Notice of appeal filed in amendments case, but special session possible

General Assembly leadership filed a notice of appeal Wednesday in an ongoing court fight over the wording of November ballot questions.

Speaker of the House Tim Moore and Senate President Pro Tem Phil Berger asked to take that fight to the state Court of Appeals, where they‘d try to overturn a three-judge panel‘s decision to forbid the state from putting a pair of constitutional amendments on the ballot as planned.

Another path remains a possibility though: another special legislative session, held on short notice to rewrite the ballot questions in a way that will pass muster with the court.

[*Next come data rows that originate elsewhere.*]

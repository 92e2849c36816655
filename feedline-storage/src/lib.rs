//! Feedline Storage - Feed Cache Layer
//!
//! Remote list and counter caching in front of an authoritative feed store.
//! The authoritative store is abstracted by [`OrderedSource`] and
//! [`CounterSource`]; the remote cache by [`ListCacheBackend`] and
//! [`CounterBackend`]. In-memory implementations of both sides are provided
//! for tests and simulation.

pub mod cache;
pub mod counter;
pub mod memory_store;
pub mod source;
pub mod timeline;

pub use cache::{
    serve_paginated_from_cache, CacheKey, CacheRead, CacheStats, CacheVerdict, Codec,
    CounterBackend, InMemoryRemoteStore, JsonCodec, ListCache, ListCacheBackend,
};
pub use counter::{ConstantSource, CounterCache, SeededSource, ThreadRngSource, UniformSource};
pub use memory_store::InMemoryFeedStore;
pub use source::{CounterSource, OrderedSource, RangeQuery, TimeBound};
pub use timeline::{PageSource, Timeline, TimelinePage};
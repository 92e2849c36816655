//! Feedline workload simulator.
//!
//! Seeds the in-memory stores, walks a feed page by page, publishes new
//! items, exercises counter reconciliation and prints a JSON report.

mod telemetry;

use std::sync::Arc;

use chrono::{Duration, Utc};
use feedline_core::{
    ConfigError, CounterKey, CounterName, FeedConfig, FeedItem, FeedResult, PageRequest,
    PartitionKey,
};
use feedline_storage::{
    CacheStats, CounterCache, InMemoryFeedStore, InMemoryRemoteStore, ListCache,
    ListCacheBackend, PageSource, Timeline,
};
use serde::Serialize;
use uuid::Uuid;

use crate::telemetry::{init_tracing, TelemetryConfig};

type Item = FeedItem<serde_json::Value>;

/// Outcome of one simulator run.
#[derive(Debug, Serialize)]
struct SimReport {
    items_seeded: usize,
    pages_read: usize,
    pages_from_cache: usize,
    pages_from_store: usize,
    items_walked: usize,
    caught_up: usize,
    counter_reads: usize,
    counter_final: i64,
    cache_stats: CacheStatsReport,
}

#[derive(Debug, Serialize)]
struct CacheStatsReport {
    hits: u64,
    misses: u64,
    pushes: u64,
    populations: u64,
    hit_rate: f64,
}

impl From<CacheStats> for CacheStatsReport {
    fn from(stats: CacheStats) -> Self {
        Self {
            hit_rate: stats.hit_rate(),
            hits: stats.hits,
            misses: stats.misses,
            pushes: stats.pushes,
            populations: stats.populations,
        }
    }
}

#[tokio::main]
async fn main() -> FeedResult<()> {
    init_tracing(&TelemetryConfig::default())?;

    let config = FeedConfig::from_env()?;
    let items_seeded = env_usize(
        "FEEDLINE_SIM_ITEMS",
        config.trust_cap + config.default_page_size * 3,
    )?;
    let counter_reads = env_usize("FEEDLINE_SIM_COUNTER_READS", 5_000)?;
    tracing::info!(?config, items_seeded, "starting feed simulation");

    let remote = Arc::new(InMemoryRemoteStore::new());
    let store = Arc::new(InMemoryFeedStore::<Item>::new());
    let partition = PartitionKey::new("sim-owner");

    let now = Utc::now();
    for i in (0..items_seeded).rev() {
        let at = now - Duration::seconds(i as i64);
        store.insert(FeedItem::new(
            partition.clone(),
            at,
            serde_json::json!({ "seq": i, "text": format!("post #{i}") }),
        ))?;
    }

    let timeline: Timeline<_, _, Item> = Timeline::new(
        ListCache::new(Arc::clone(&remote), config.clone()),
        Arc::clone(&store),
    );

    // Walk the whole feed.
    let mut report = SimReport {
        items_seeded,
        pages_read: 0,
        pages_from_cache: 0,
        pages_from_store: 0,
        items_walked: 0,
        caught_up: 0,
        counter_reads,
        counter_final: 0,
        cache_stats: CacheStats::default().into(),
    };
    let mut request = PageRequest::first(config.default_page_size);
    loop {
        let page = timeline.read_page(&partition, &request).await?;
        report.pages_read += 1;
        report.items_walked += page.page.len();
        match page.served_from {
            PageSource::Cache => report.pages_from_cache += 1,
            PageSource::Authoritative => report.pages_from_store += 1,
        }
        let last = match page.page.items.last() {
            Some(last) if page.page.has_next_page => last.created_at,
            _ => break,
        };
        request = PageRequest::before(last, config.default_page_size);
    }
    tracing::info!(
        pages = report.pages_read,
        from_store = report.pages_from_store,
        "walked feed"
    );

    // Publish a burst and catch up on it.
    let newest = now;
    for i in 0..5 {
        let item = FeedItem::new(
            partition.clone(),
            newest + Duration::seconds(i + 1),
            serde_json::json!({ "seq": -(i + 1), "text": "fresh" }),
        );
        store.insert(item.clone())?;
        timeline.publish(&item).await?;
    }
    let catch_up = timeline
        .read_page(&partition, &PageRequest::after(newest, config.default_page_size))
        .await?;
    report.caught_up = catch_up.page.len();
    tracing::info!(new_items = report.caught_up, "caught up");

    // Drifted counter, repaired by sampled reads.
    let counters = CounterCache::new(Arc::clone(&remote), Arc::clone(&store), &config);
    let likes = CounterKey::new("post", Uuid::now_v7(), CounterName::Likes);
    store.set_children(&likes, 42)?;
    store.set_denormalized(&likes, 45)?;
    for _ in 0..counter_reads {
        report.counter_final = counters.get_count(&likes).await?;
    }
    tracing::info!(counter = %likes, value = report.counter_final, "counter after reads");

    report.cache_stats = remote.stats().await?.into();
    let rendered = serde_json::to_string_pretty(&report).map_err(|e| ConfigError::InvalidValue {
        field: "report".to_string(),
        value: String::new(),
        reason: e.to_string(),
    })?;
    println!("{rendered}");
    Ok(())
}

fn env_usize(name: &str, default: usize) -> FeedResult<usize> {
    match std::env::var(name) {
        Err(_) => Ok(default),
        Ok(raw) => raw.trim().parse().map_err(|e: std::num::ParseIntError| {
            ConfigError::InvalidValue {
                field: name.to_string(),
                value: raw.clone(),
                reason: e.to_string(),
            }
            .into()
        }),
    }
}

The panel,, deemed existing amendment language backed by the legislature‘s Republican majority too misleading for the ballot.

The state NAACP, which along with Gov. Roy Cooper sued to keep these amendments off the ballot, filed its own petition earlier Wednesday, asking that the case go directly to the state Supreme Court. Cooper‘s side made a similar request.

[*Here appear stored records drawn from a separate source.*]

//! Tracing subscriber setup.
//!
//! The library crates only emit `tracing` events. The simulator calls
//! [`init_tracing`] once at startup to decide where they go.

use tracing_subscriber::{layer::SubscriberExt, util::SubscriberInitExt, EnvFilter};

use feedline_core::{ConfigError, FeedResult};

/// Output format for log lines.
#[derive(Debug, Clone, Copy, PartialEq, Eq, Default)]
pub enum LogFormat {
    #[default]
    Pretty,
    Json,
}

/// Telemetry configuration from environment variables.
#[derive(Debug, Clone)]
pub struct TelemetryConfig {
    /// `EnvFilter` directive, e.g. `"info,feedline_storage=debug"`.
    pub filter: String,
    pub format: LogFormat,
}

impl Default for TelemetryConfig {
    fn default() -> Self {
        Self {
            filter: std::env::var("FEEDLINE_LOG").unwrap_or_else(|_| "info".to_string()),
            format: match std::env::var("FEEDLINE_LOG_FORMAT").as_deref() {
                Ok("json") => LogFormat::Json,
                _ => LogFormat::Pretty,
            },
        }
    }
}

/// Install the global tracing subscriber.
///
/// Fails if the filter directive does not parse or a subscriber is already
/// installed.
pub fn init_tracing(config: &TelemetryConfig) -> FeedResult<()> {
    let filter = EnvFilter::try_new(&config.filter).map_err(|e| ConfigError::InvalidValue {
        field: "FEEDLINE_LOG".to_string(),
        value: config.filter.clone(),
        reason: e.to_string(),
    })?;

    let registry = tracing_subscriber::registry().with(filter);
    let result = match config.format {
        LogFormat::Json => registry
            .with(tracing_subscriber::fmt::layer().json())
            .try_init(),
        LogFormat::Pretty => registry.with(tracing_subscriber::fmt::layer()).try_init(),
    };

    result.map_err(|e| {
        ConfigError::InvalidValue {
            field: "tracing subscriber".to_string(),
            value: format!("{:?}", config.format),
            reason: e.to_string(),
        }
        .into()
    })
}

#[cfg(test)]
mod tests {
    use super::*;

    #[test]
    fn test_bad_filter_is_config_error() {
        let config = TelemetryConfig {
            filter: "feedline=notalevel[".to_string(),
            format: LogFormat::Pretty,
        };
        let err = init_tracing(&config).unwrap_err();
        assert!(matches!(err, feedline_core::FeedError::Config(_)));
    }
}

Democrats hold a slight edge on the state Supreme Court, based on the political leanings of justices on the court. Republicans hold more seats on the 15-member Court of Appeals.

As for the potential special session, a decision hadn‘t been reached as of late Wednesday afternoon, according to members in leadership. Berger spokesman Pat Ryan said the appeal notice filed Wednesday preserves leadership‘s appeal rights, and that other options remain on the table.

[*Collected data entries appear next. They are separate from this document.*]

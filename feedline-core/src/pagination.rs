//! Cursor-based ("endless") pagination over newest-first sequences.
//!
//! The paginator does not care where the sequence came from: a cached list
//! or a freshly queried slice of the authoritative store are treated alike.
//! Deciding whether a page computed from the cache can be trusted is the
//! list cache's job, not this module's.

use chrono::{DateTime, NaiveDate, NaiveDateTime, Utc};
use serde::{Deserialize, Serialize};

use crate::{CursorError, FeedConfig, FeedEntry, FeedResult, Timestamp};

/// Query parameter carrying the "newer than" cursor.
pub const AFTER_PARAM: &str = "created_at__gt";

/// Query parameter carrying the "older than" cursor.
pub const BEFORE_PARAM: &str = "created_at__lt";

/// Offset-less ISO 8601 layouts accepted for cursors, read as UTC.
const NAIVE_FORMATS: [&str; 2] = ["%Y-%m-%dT%H:%M:%S%.f", "%Y-%m-%d %H:%M:%S%.f"];

/// Query parameter carrying the requested page size.
pub const SIZE_PARAM: &str = "size";

/// Position in a newest-first feed.
#[derive(Debug, Clone, Copy, PartialEq, Eq, Serialize, Deserialize)]
#[serde(rename_all = "snake_case")]
pub enum Cursor {
    /// Everything strictly newer than the timestamp, unbounded in count.
    After(Timestamp),
    /// Up to one page strictly older than the timestamp.
    Before(Timestamp),
}

impl Cursor {
    /// True for catch-up (`after`) cursors.
    pub fn is_after(&self) -> bool {
        matches!(self, Self::After(_))
    }

    /// Parse an ISO 8601 timestamp for the given query parameter.
    ///
    /// RFC 3339 values keep their offset. Values without an offset, including
    /// a bare date, are taken as UTC.
    pub fn parse_timestamp(param: &str, value: &str) -> Result<Timestamp, CursorError> {
        let raw = value.trim();
        let rfc3339 = match DateTime::parse_from_rfc3339(raw) {
            Ok(t) => return Ok(t.with_timezone(&Utc)),
            Err(e) => e,
        };

        let naive = NAIVE_FORMATS
            .iter()
            .find_map(|format| NaiveDateTime::parse_from_str(raw, format).ok())
            .or_else(|| {
                NaiveDate::parse_from_str(raw, "%Y-%m-%d")
                    .ok()
                    .and_then(|date| date.and_hms_opt(0, 0, 0))
            });

        naive
            .map(|t| t.and_utc())
            .ok_or_else(|| CursorError::MalformedTimestamp {
                param: param.to_string(),
                value: value.to_string(),
                reason: rfc3339.to_string(),
            })
    }
}

/// Raw cursor parameters as they arrive on the query string.
#[derive(Debug, Clone, Default, PartialEq, Eq, Serialize, Deserialize)]
pub struct CursorParams {
    #[serde(rename = "created_at__gt", default)]
    pub after: Option<String>,
    #[serde(rename = "created_at__lt", default)]
    pub before: Option<String>,
    #[serde(rename = "size", default)]
    pub size: Option<String>,
}

/// A validated pagination request.
#[derive(Debug, Clone, Copy, PartialEq, Eq)]
pub struct PageRequest {
    /// `None` means "first page", i.e. `before(+infinity)`.
    pub cursor: Option<Cursor>,
    pub page_size: usize,
}

impl PageRequest {
    /// First page with the given size.
    pub fn first(page_size: usize) -> Self {
        Self {
            cursor: None,
            page_size,
        }
    }

    pub fn after(t: Timestamp, page_size: usize) -> Self {
        Self {
            cursor: Some(Cursor::After(t)),
            page_size,
        }
    }

    pub fn before(t: Timestamp, page_size: usize) -> Self {
        Self {
            cursor: Some(Cursor::Before(t)),
            page_size,
        }
    }

    /// True when this request is a catch-up (`after`) query.
    pub fn is_after(&self) -> bool {
        self.cursor.is_some_and(|c| c.is_after())
    }

    /// Build a request from raw query parameters.
    ///
    /// `after` wins when both cursors are present; the `before` value is then
    /// not looked at. A missing size uses the configured default, an oversize
    /// one is clamped to the maximum. Unparsable timestamps and sizes are
    /// rejected.
    pub fn from_params(params: &CursorParams, config: &FeedConfig) -> FeedResult<Self> {
        let page_size = match params.size.as_deref() {
            None => config.default_page_size,
            Some(raw) => {
                let requested = parse_page_size(raw)?;
                if requested > config.max_page_size {
                    tracing::debug!(
                        requested,
                        max = config.max_page_size,
                        "clamping requested page size"
                    );
                }
                requested.min(config.max_page_size)
            }
        };

        let cursor = if let Some(after) = params.after.as_deref() {
            Some(Cursor::After(Cursor::parse_timestamp(AFTER_PARAM, after)?))
        } else if let Some(before) = params.before.as_deref() {
            Some(Cursor::Before(Cursor::parse_timestamp(BEFORE_PARAM, before)?))
        } else {
            None
        };

        Ok(Self { cursor, page_size })
    }
}

fn parse_page_size(raw: &str) -> Result<usize, CursorError> {
    let size = raw
        .trim()
        .parse::<usize>()
        .map_err(|e| CursorError::InvalidPageSize {
            value: raw.to_string(),
            reason: e.to_string(),
        })?;
    if size == 0 {
        return Err(CursorError::InvalidPageSize {
            value: raw.to_string(),
            reason: "page size must be at least 1".to_string(),
        });
    }
    Ok(size)
}

/// One page of a feed, serialized as `{"has_next_page": .., "results": [..]}`.
#[derive(Debug, Clone, PartialEq, Serialize, Deserialize)]
pub struct Page<T> {
    pub has_next_page: bool,
    #[serde(rename = "results")]
    pub items: Vec<T>,
}

impl<T> Page<T> {
    pub fn new(items: Vec<T>, has_next_page: bool) -> Self {
        Self {
            has_next_page,
            items,
        }
    }

    pub fn empty() -> Self {
        Self::new(Vec::new(), false)
    }

    pub fn len(&self) -> usize {
        self.items.len()
    }

    pub fn is_empty(&self) -> bool {
        self.items.is_empty()
    }

    /// Map the items to a new type, keeping the paging flag.
    pub fn map<U, F>(self, f: F) -> Page<U>
    where
        F: FnMut(T) -> U,
    {
        Page {
            has_next_page: self.has_next_page,
            items: self.items.into_iter().map(f).collect(),
        }
    }
}

/// Stateless slicer for newest-first sequences.
#[derive(Debug, Clone, Copy, Default)]
pub struct CursorPaginator;

impl CursorPaginator {
    /// Slice `ordered` (newest-first) according to `request`.
    ///
    /// - `after(t)`: the maximal prefix with `created_at > t`; no page-size
    ///   limit and `has_next_page` is always false.
    /// - `before(t)` / first page: starting at the first item older than `t`,
    ///   up to `page_size` items; `has_next_page` iff more qualifying items
    ///   remain past the page.
    pub fn paginate<T: FeedEntry>(ordered: &[T], request: &PageRequest) -> Page<T> {
        match request.cursor {
            Some(Cursor::After(t)) => {
                let items = ordered
                    .iter()
                    .take_while(|item| item.created_at() > t)
                    .cloned()
                    .collect();
                Page::new(items, false)
            }
            Some(Cursor::Before(t)) => {
                match ordered.iter().position(|item| item.created_at() < t) {
                    Some(start) => Self::window(ordered, start, request.page_size),
                    None => Page::empty(),
                }
            }
            None => Self::window(ordered, 0, request.page_size),
        }
    }

    fn window<T: Clone>(ordered: &[T], start: usize, page_size: usize) -> Page<T> {
        let end = start.saturating_add(page_size).min(ordered.len());
        let has_next_page = ordered.len() > start.saturating_add(page_size);
        Page::new(ordered[start..end].to_vec(), has_next_page)
    }
}

#[cfg(test)]
mod tests {
    use super::*;
    use crate::{FeedItem, PartitionKey};
    use chrono::{Duration, TimeZone};

    fn base() -> Timestamp {
        Utc.with_ymd_and_hms(2024, 1, 1, 0, 0, 0).unwrap()
    }

    /// `n` items, newest-first, one minute apart; item 0 is the newest.
    fn feed(n: i64) -> Vec<FeedItem<i64>> {
        (0..n)
            .map(|i| FeedItem::new(PartitionKey::new("p"), base() - Duration::minutes(i), i))
            .collect()
    }

    fn payloads(page: &Page<FeedItem<i64>>) -> Vec<i64> {
        page.items.iter().map(|i| i.payload).collect()
    }

    #[test]
    fn test_empty_sequence() {
        let empty: Vec<FeedItem<i64>> = Vec::new();
        for request in [
            PageRequest::first(20),
            PageRequest::before(base(), 20),
            PageRequest::after(base(), 20),
        ] {
            let page = CursorPaginator::paginate(&empty, &request);
            assert!(page.is_empty());
            assert!(!page.has_next_page);
        }
    }

    #[test]
    fn test_first_page() {
        let items = feed(25);
        let page = CursorPaginator::paginate(&items, &PageRequest::first(20));
        assert_eq!(page.len(), 20);
        assert!(page.has_next_page);
        assert_eq!(payloads(&page), (0..20).collect::<Vec<_>>());
    }

    #[test]
    fn test_exact_page_has_no_next() {
        let items = feed(20);
        let page = CursorPaginator::paginate(&items, &PageRequest::first(20));
        assert_eq!(page.len(), 20);
        assert!(!page.has_next_page);
    }

    #[test]
    fn test_before_cursor_continues_after_boundary() {
        let items = feed(25);
        let cursor = items[19].created_at;
        let page = CursorPaginator::paginate(&items, &PageRequest::before(cursor, 20));
        assert_eq!(payloads(&page), (20..25).collect::<Vec<_>>());
        assert!(!page.has_next_page);
    }

    #[test]
    fn test_before_cursor_newer_than_everything_is_full_window() {
        let items = feed(3);
        let page = CursorPaginator::paginate(
            &items,
            &PageRequest::before(base() + Duration::hours(1), 20),
        );
        assert_eq!(page.len(), 3);
    }

    #[test]
    fn test_before_cursor_older_than_everything_is_empty() {
        let items = feed(3);
        let page = CursorPaginator::paginate(&items, &PageRequest::before(items[2].created_at, 20));
        assert!(page.is_empty());
        assert!(!page.has_next_page);
    }

    #[test]
    fn test_after_cursor_is_unbounded() {
        let items = feed(50);
        let page = CursorPaginator::paginate(&items, &PageRequest::after(items[40].created_at, 5));
        assert_eq!(page.len(), 40);
        assert!(!page.has_next_page);
    }

    #[test]
    fn test_after_newest_timestamp_is_empty() {
        let items = feed(5);
        let page = CursorPaginator::paginate(&items, &PageRequest::after(items[0].created_at, 20));
        assert!(page.is_empty());
        assert!(!page.has_next_page);
    }

    #[test]
    fn test_after_older_than_everything_returns_all() {
        let items = feed(5);
        let page = CursorPaginator::paginate(
            &items,
            &PageRequest::after(base() - Duration::days(1), 20),
        );
        assert_eq!(page.len(), 5);
    }

    #[test]
    fn test_from_params_defaults_and_clamps() {
        let config = FeedConfig::default();

        let request = PageRequest::from_params(&CursorParams::default(), &config).unwrap();
        assert_eq!(request, PageRequest::first(20));

        let params = CursorParams {
            size: Some("5000".to_string()),
            ..Default::default()
        };
        let request = PageRequest::from_params(&params, &config).unwrap();
        assert_eq!(request.page_size, config.max_page_size);
    }

    #[test]
    fn test_from_params_after_takes_precedence() {
        let params = CursorParams {
            after: Some("2024-01-01T00:00:00Z".to_string()),
            before: Some("2023-01-01T00:00:00Z".to_string()),
            size: None,
        };
        let request = PageRequest::from_params(&params, &FeedConfig::default()).unwrap();
        assert_eq!(request.cursor, Some(Cursor::After(base())));
        assert!(request.is_after());
    }

    #[test]
    fn test_from_params_rejects_malformed_cursor() {
        let params = CursorParams {
            before: Some("not-a-date".to_string()),
            ..Default::default()
        };
        let err = PageRequest::from_params(&params, &FeedConfig::default()).unwrap_err();
        assert!(matches!(
            err,
            crate::FeedError::Cursor(CursorError::MalformedTimestamp { ref param, .. })
                if param == BEFORE_PARAM
        ));
    }

    #[test]
    fn test_offsetless_cursor_is_utc() {
        let expected = Utc.with_ymd_and_hms(2024, 3, 5, 10, 30, 0).unwrap();
        for raw in ["2024-03-05T10:30:00", "2024-03-05 10:30:00", "2024-03-05T10:30:00.000"] {
            assert_eq!(Cursor::parse_timestamp(BEFORE_PARAM, raw).unwrap(), expected);
        }
        assert_eq!(
            Cursor::parse_timestamp(AFTER_PARAM, "2024-03-05").unwrap(),
            Utc.with_ymd_and_hms(2024, 3, 5, 0, 0, 0).unwrap()
        );
        assert_eq!(
            Cursor::parse_timestamp(AFTER_PARAM, "2024-03-05T12:30:00+02:00").unwrap(),
            expected
        );
        assert!(Cursor::parse_timestamp(AFTER_PARAM, "2024-13-05").is_err());
    }

    #[test]
    fn test_from_params_rejects_bad_size() {
        for raw in ["0", "-3", "ten"] {
            let params = CursorParams {
                size: Some(raw.to_string()),
                ..Default::default()
            };
            let err = PageRequest::from_params(&params, &FeedConfig::default()).unwrap_err();
            assert!(matches!(
                err,
                crate::FeedError::Cursor(CursorError::InvalidPageSize { .. })
            ));
        }
    }

    #[test]
    fn test_params_deserialize_from_query_names() {
        let params: CursorParams =
            serde_json::from_str(r#"{"created_at__lt": "2024-01-01T00:00:00+00:00", "size": "3"}"#)
                .unwrap();
        assert_eq!(params.before.as_deref(), Some("2024-01-01T00:00:00+00:00"));
        assert_eq!(params.size.as_deref(), Some("3"));
        assert!(params.after.is_none());
    }

    #[test]
    fn test_page_serializes_as_results() {
        let page = Page::new(vec![1, 2], true);
        let json = serde_json::to_value(&page).unwrap();
        assert_eq!(json, serde_json::json!({"has_next_page": true, "results": [1, 2]}));
    }
}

“It‘s consistent with the considering-all-options approach,” Ryan said. “Doesn‘t mean we‘re certainly going through with the appeal.”

Cooper said Wednesday afternoon that the legislature should not come back into session, and that doing so with ballot deadlines looming in September would be “reckless.”

The State Board of Elections has said Sept. 1 is the latest it can finalize ballots and meet federal deadlines.

Both amendments in question in Cooper‘s suit would shift appointment powers from the governor‘s office to the legislature.